More

t0b1 · 2025-09-03T14:35:14 1756910114

This is in relation to their TPCH benchmark which can be due to a variety of reasons. My guess would be that they can generate stencils for whole operators which can be transformed into more efficient code at stencil generation time while LLVM-O0 gets the operator in LLVM-IR form and can do no such transformation. Though I can't verify this because their benchmark setup seems a bit more involved.

When used in a C/C++ compiler the stencils correspond to individual (or a few) LLVM-IR instructions which then leads to bad runtime performance. Also as mentioned, on larger functions register allocation becomes a problem for the Copy-and-Patch approach.

t0b1 · 2025-06-02T10:42:33 1748860953

TPDE is a framework for writing a back-end for various SSA IRs. TPDE-LLVM is an LLVM back-end written using TPDE, but TPDE itself is independent of LLVM. The paper also mentions back-ends written for Cranelift's IR and Umbra IR using TPDE.

t0b1 · 2025-02-19T03:39:16 1739936356

> All the money in the world won't change the fact that Source is an outdated pile of garbage.

Given that the engine has been in, essentially, maintenance mode for almost a decade now, that is not really surprising. A more apt comparison would be Source 2 I assume.

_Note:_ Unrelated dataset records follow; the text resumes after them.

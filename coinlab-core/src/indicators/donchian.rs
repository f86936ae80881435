//! Donchian Channel: highest high / lowest low over a lookback window.
//!
//! - Upper: max(high[t-window+1..=t])
//! - Lower: min(low[t-window+1..=t])
//! Partial windows at the start of a slug use the rows available.

use super::Indicator;
use crate::frame::{HIGH, LOW};
use crate::window::{rolling_max, rolling_min};

#[derive(Debug, Clone)]
pub struct Donchian {
    window: usize,
    name: String,
}

impl Donchian {
    pub fn new(window: usize) -> Self {
        assert!(window >= 1, "Donchian window must be >= 1");
        Self {
            window,
            name: format!("donchian_{window}"),
        }
    }
}

impl Indicator for Donchian {
    fn name(&self) -> &str {
        &self.name
    }

    fn inputs(&self) -> &'static [&'static str] {
        &[HIGH, LOW]
    }

    fn outputs(&self) -> Vec<String> {
        vec!["donchian_upper".to_string(), "donchian_lower".to_string()]
    }

    fn compute(&self, inputs: &[&[f64]]) -> Vec<Vec<f64>> {
        let [high, low] = inputs else {
            return Vec::new();
        };
        vec![
            rolling_max(high, self.window, 1),
            rolling_min(low, self.window, 1),
        ]
    }
}
//! CSV import of raw observations and asset listings.
//!
//! OHLCV files need the header
//! `slug,timestamp,open,high,low,close,volume,market_cap`; listings files
//! need `id,slug,name,symbol,rank` (rank may be empty). Timestamps may be
//! dates (`2024-01-31`) or date-times (`2024-01-31T00:00:00`,
//! `2024-01-31 00:00:00`). Empty numeric fields import as null.

use std::path::{Path, PathBuf};

use chrono::{NaiveDate, NaiveDateTime};
use coinlab_core::domain::{Asset, ObservationRow};
use serde::Deserialize;
use thiserror::Error;
use tracing::info;

#[derive(Debug, Error)]
pub enum ImportError {
    #[error("{path}: {source}")]
    Csv { path: PathBuf, source: csv::Error },

    #[error("{path} line {line}: unrecognized timestamp '{value}'")]
    Timestamp {
        path: PathBuf,
        line: u64,
        value: String,
    },

    #[error("{0}: no data rows")]
    Empty(PathBuf),
}

#[derive(Debug, Deserialize)]
struct ObservationRecord {
    slug: String,
    timestamp: String,
    open: Option<f64>,
    high: Option<f64>,
    low: Option<f64>,
    close: Option<f64>,
    volume: Option<f64>,
    market_cap: Option<f64>,
}

pub fn parse_timestamp(value: &str) -> Option<NaiveDateTime> {
    let value = value.trim();
    ["%Y-%m-%dT%H:%M:%S%.f", "%Y-%m-%d %H:%M:%S%.f"]
        .iter()
        .find_map(|fmt| NaiveDateTime::parse_from_str(value, fmt).ok())
        .or_else(|| {
            NaiveDate::parse_from_str(value, "%Y-%m-%d")
                .ok()
                .and_then(|d| d.and_hms_opt(0, 0, 0))
        })
}

pub fn read_observations_csv(path: &Path) -> Result<Vec<ObservationRow>, ImportError> {
    let csv_err = |source| ImportError::Csv {
        path: path.to_path_buf(),
        source,
    };
    let mut reader = csv::Reader::from_path(path).map_err(csv_err)?;
    let mut rows = Vec::new();
    for result in reader.deserialize::<ObservationRecord>() {
        let record = result.map_err(csv_err)?;
        let timestamp =
            parse_timestamp(&record.timestamp).ok_or_else(|| ImportError::Timestamp {
                path: path.to_path_buf(),
                line: rows.len() as u64 + 2,
                value: record.timestamp.clone(),
            })?;
        let nan = |v: Option<f64>| v.unwrap_or(f64::NAN);
        rows.push(ObservationRow {
            slug: record.slug,
            timestamp,
            open: nan(record.open),
            high: nan(record.high),
            low: nan(record.low),
            close: nan(record.close),
            volume: nan(record.volume),
            market_cap: nan(record.market_cap),
        });
    }
    if rows.is_empty() {
        return Err(ImportError::Empty(path.to_path_buf()));
    }
    info!(path = %path.display(), rows = rows.len(), "observations imported");
    Ok(rows)
}

pub fn read_listings_csv(path: &Path) -> Result<Vec<Asset>, ImportError> {
    let csv_err = |source| ImportError::Csv {
        path: path.to_path_buf(),
        source,
    };
    let mut reader = csv::Reader::from_path(path).map_err(csv_err)?;
    let assets = reader
        .deserialize::<Asset>()
        .collect::<Result<Vec<_>, _>>()
        .map_err(csv_err)?;
    if assets.is_empty() {
        return Err(ImportError::Empty(path.to_path_buf()));
    }
    info!(path = %path.display(), assets = assets.len(), "listings imported");
    Ok(assets)
}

> some events can take half a second to make it from a player's action to another player's system

What are events here? At least in normal source this should be impossible for anything movement/input related as the server processes the input each tick and then distributes that to each client (the Apex implementation should still do this). If it takes half a second to forward such an action, the whole server should hang for this time in the eyes of each client.

> The game's input processing is done in relation to framerate

This is a behavior added by Respawn, not something normal Source does.

> The security and anti-cheat in the game is so hamstrung by Source

That is a really broad claim imo. AFAIK CSGO only had this issue once in its lifetime and that was caused not by an issue in the engine but in the matchmaking service. So isn’t it more likely that Respawn just screwed something up?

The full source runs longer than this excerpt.